The exhibition features two-channel videos made from 3D renderings of long-lost buildings: one that represents the house that his American grandfather burned down, and another for the Tijuana factory that also burned. The two-part video work is accompanied by narration that describes the relationship between Mexico and the United States in terms of the military-industrial complex. The narration is in both English and Spanish.
"A lot of my work deals with personal things, but they are more about trying to understand certain larger things, and this specific work — I found in both of my grandfather figures the perfect example to analyze how the arms industry works between Mexico and the U.S.," Roberts said. "I'm very interested in America's interventionist policies in other countries and how they manage geopolitical resources and the territory. For me, the arms industry is just a part to understand all those complex problems. And in my own family I found that dynamic in a very basic way."
A collective obsession with celebrity misery
Best Practice cofounder Joe Yorty said that the gallery constructed a temporary wall in the middle of the Best Practice space for the purpose of showing both exhibitions at the same time and allowing each exhibition to be distinct.
On the other side of the wall, Mauricio Muñoz will display a body of paintings they based on the idea of celebrity misery. The exhibition is called "A thirst for misery."
Each painting is based upon a photograph of a celebrity caught at their worst. Muñoz said it's a fascination that seemed to blossom in the 2000s, when celebrity "misery" was at the forefront of pop culture in a way they hadn't observed it before. Muñoz referred to it as a sort of breakthrough — with the likes of Paris Hilton or the Kardashians constantly in the public discourse, and sensationalist celebrity and paparazzi news sites like PerezHilton.com or TMZ on the rise.
"I found the roots of today's obsession and eagerness to consume and see the misery of the celebrities," Muñoz said. "It's almost like a voyeuristic thing to see all these celebrities suffering, or seeing them in some kind of trouble."
Muñoz painted this specific body of work all within the last year, and each painting is based upon a mugshot.
These images are startling in their familiarity — it's unsettling and slightly implicating that these mugshots have been so burned into the collective consciousness that they're recognizable after Muñoz's brushstrokes transform the image into an almost abstract, textured swirl of color.

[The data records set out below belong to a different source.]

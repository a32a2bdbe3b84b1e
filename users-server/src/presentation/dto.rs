use serde::{Deserialize, Serialize};

#[derive(Debug, Deserialize)]
pub struct CreateUserRequest {
    pub name: String,
    pub email: String,
    pub password: String,
    pub confirm_password: String,
}

#[derive(Debug, Deserialize)]
pub struct UpdateUserRequest {
    pub name: String,
    pub email: String,
}

#[derive(Debug, Deserialize)]
pub struct ChangePasswordRequest {
    pub old_password: String,
    pub new_password: String,
    pub confirm_new_password: String,
}

#[derive(Debug, Serialize)]
pub struct CreatedUserResponse {
    pub name: String,
    pub email: String,
}

#[derive(Debug, Serialize)]
pub struct UserIdResponse {
    pub id: String,
}

#[derive(Debug, Serialize)]
pub struct PasswordChangedResponse {
    pub id: String,
    pub old_password: String,
    pub new_password: String,
}
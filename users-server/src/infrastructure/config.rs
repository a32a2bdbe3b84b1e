use serde::Deserialize;

#[derive(Debug, Deserialize, Clone)]
pub struct AppConfig {
    pub host: String,
    pub port: u16,
    pub mongodb_uri: String,
    pub database_name: String,
    #[serde(default)]
    pub cors_origins: Vec<String>,
}

impl AppConfig {
    pub fn from_env() -> anyhow::Result<Self> {
        dotenvy::dotenv().ok();

        let host = std::env::var("HOST").unwrap_or_else(|_| "127.0.0.1".into());
        let port = std::env::var("PORT")
            .unwrap_or_else(|_| "8080".into())
            .parse()
            .map_err(|e| anyhow::anyhow!("invalid PORT: {}", e))?;
        let mongodb_uri = std::env::var("MONGODB_URI")
            .map_err(|_| anyhow::anyhow!("MONGODB_URI must be set"))?;
        let database_name =
            std::env::var("DATABASE_NAME").unwrap_or_else(|_| "user_management".into());
        let cors_origins = parse_origins(
            &std::env::var("CORS_ORIGINS").unwrap_or_else(|_| "*".into()),
        );

        Ok(Self {
            host,
            port,
            mongodb_uri,
            database_name,
            cors_origins,
        })
    }

    pub fn allows_any_origin(&self) -> bool {
        self.cors_origins.iter().any(|origin| origin == "*")
    }
}

fn parse_origins(raw: &str) -> Vec<String> {
    raw.split(',')
        .map(|s| s.trim().to_string())
        .filter(|s| !s.is_empty())
        .collect()
}

#[cfg(test)]
mod tests {
    use super::*;

    #[test]
    fn origins_are_trimmed_and_blank_entries_dropped() {
        let origins = parse_origins(" http://a.test , ,http://b.test,");
        assert_eq!(origins, vec!["http://a.test", "http://b.test"]);
    }

    #[test]
    fn wildcard_origin_is_detected() {
        let config = AppConfig {
            host: "127.0.0.1".into(),
            port: 8080,
            mongodb_uri: "mongodb://localhost:27017".into(),
            database_name: "user_management".into(),
            cors_origins: parse_origins("*"),
        };
        assert!(config.allows_any_origin());
    }
}
use std::future::{Ready, ready};
use std::task::{Context, Poll};
use std::time::Instant;

use actix_service::{Service, Transform};
use actix_web::dev::{ServiceRequest, ServiceResponse};
use actix_web::http::header::{HeaderName, HeaderValue};
use actix_web::{Error, HttpMessage};
use futures_util::future::LocalBoxFuture;
use tracing::{Instrument, info, info_span};
use uuid::Uuid;

static REQUEST_ID_HEADER: HeaderName = HeaderName::from_static("x-request-id");
static TIMING_HEADER: HeaderName = HeaderName::from_static("server-timing");

#[derive(Clone)]
pub struct RequestId(pub String);

pub struct RequestIdMiddleware;

impl<S, B> Transform<S, ServiceRequest> for RequestIdMiddleware
where
    S: Service<ServiceRequest, Response = ServiceResponse<B>, Error = Error> + 'static,
    S::Future: 'static,
{
    type Response = ServiceResponse<B>;
    type Error = Error;
    type InitError = ();
    type Transform = RequestIdService<S>;
    type Future = Ready<Result<Self::Transform, Self::InitError>>;

    fn new_transform(&self, service: S) -> Self::Future {
        ready(Ok(RequestIdService { service }))
    }
}

pub struct RequestIdService<S> {
    service: S,
}

impl<S, B> Service<ServiceRequest> for RequestIdService<S>
where
    S: Service<ServiceRequest, Response = ServiceResponse<B>, Error = Error> + 'static,
    S::Future: 'static,
{
    type Response = ServiceResponse<B>;
    type Error = Error;
    type Future = LocalBoxFuture<'static, Result<Self::Response, Self::Error>>;

    fn poll_ready(&self, cx: &mut Context<'_>) -> Poll<Result<(), Self::Error>> {
        self.service.poll_ready(cx)
    }

    fn call(&self, req: ServiceRequest) -> Self::Future {
        let request_id = req
            .headers()
            .get(&REQUEST_ID_HEADER)
            .and_then(|v| v.to_str().ok())
            .map(|s| s.to_owned())
            .unwrap_or_else(|| Uuid::new_v4().to_string());

        req.extensions_mut().insert(RequestId(request_id.clone()));

        // Everything logged while serving the request carries its id.
        let span = info_span!("request", request_id = %request_id);
        let fut = span.in_scope(|| self.service.call(req));

        Box::pin(
            async move {
                let mut res = fut.await?;
                if let Ok(value) = HeaderValue::from_str(&request_id) {
                    res.response_mut()
                        .headers_mut()
                        .insert(REQUEST_ID_HEADER.clone(), value);
                }
                Ok(res)
            }
            .instrument(span),
        )
    }
}

pub struct TimingMiddleware;

impl<S, B> Transform<S, ServiceRequest> for TimingMiddleware
where
    S: Service<ServiceRequest, Response = ServiceResponse<B>, Error = Error> + 'static,
    S::Future: 'static,
{
    type Response = ServiceResponse<B>;
    type Error = Error;
    type InitError = ();
    type Transform = TimingService<S>;
    type Future = Ready<Result<Self::Transform, Self::InitError>>;

    fn new_transform(&self, service: S) -> Self::Future {
        ready(Ok(TimingService { service }))
    }
}

pub struct TimingService<S> {
    service: S,
}

impl<S, B> Service<ServiceRequest> for TimingService<S>
where
    S: Service<ServiceRequest, Response = ServiceResponse<B>, Error = Error> + 'static,
    S::Future: 'static,
{
    type Response = ServiceResponse<B>;
    type Error = Error;
    type Future = LocalBoxFuture<'static, Result<Self::Response, Self::Error>>;

    fn poll_ready(&self, cx: &mut Context<'_>) -> Poll<Result<(), Self::Error>> {
        self.service.poll_ready(cx)
    }

    fn call(&self, req: ServiceRequest) -> Self::Future {
        let start = Instant::now();
        let method = req.method().clone();
        let path = req.path().to_owned();
        let rid = req
            .extensions()
            .get::<RequestId>()
            .map(|r| r.0.clone())
            .unwrap_or_else(|| "unknown".into());

        let fut = self.service.call(req);

        Box::pin(async move {
            let mut res = fut.await?;
            let duration = start.elapsed();
            let status = res.status().as_u16();
            info!(
                request_id = %rid,
                method = %method,
                path = %path,
                status,
                duration_ms = duration.as_millis(),
                "request completed"
            );

            if let Ok(value) = HeaderValue::from_str(&format!("app;dur={}", duration.as_millis())) {
                res.response_mut()
                    .headers_mut()
                    .insert(TIMING_HEADER.clone(), value);
            }

            Ok(res)
        })
    }
}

It's also an intimate act — Muñoz spent anywhere from eight hours to a day and a half painting each work, staring at the celebrity while they're arguably at some sort of rock bottom.
"But in the end, all these celebrities just get away with whatever they did," Muñoz added.
"A thirst for misery" by Mauricio Muñoz and "A house on fire is a ghost, a factory on fire is a specter" by Andrew Roberts will be on view at Best Practice gallery in the Bread and Salt Complex Jan. 8 through Feb. 12, 2022. An opening reception will take place Saturday, Jan. 8 from 5-8 p.m., with regular gallery hours Tuesday through Sunday 11 a.m. to 4 p.m.